▶ _BRIEF_
Lines before the one containing "pub use config::Config;" are excluded; reproduce that line and all lines after it in the entries below, exactly.

[Collected data]

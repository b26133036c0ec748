//! # vmmd-server
//!
//! The vmmd control plane: a unix-socket listener accepting one JSON
//! command envelope per connection.
//!
//! State-mutating commands (`start`, `stop`, `delete`) are serialized
//! through a single worker draining a bounded queue; read-only and
//! config-scoped commands execute concurrently. A full queue rejects new
//! mutating requests immediately rather than letting a backlog grow.

pub mod config;
mod dispatch;
pub mod error;
pub mod handler;
pub mod server;

pub use config::Config;
pub use error::ServerError;
pub use handler::{CommandHandler, ConfigFactory, FileConfigFactory};
pub use server::{Server, ServerStats, OPS_QUEUE_CAPACITY};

▶ _EXERCISE ANSWER_
pub use config::Config;
pub use error::ServerError;
pub use handler::{CommandHandler, ConfigFactory, FileConfigFactory};
pub use server::{Server, ServerStats, OPS_QUEUE_CAPACITY};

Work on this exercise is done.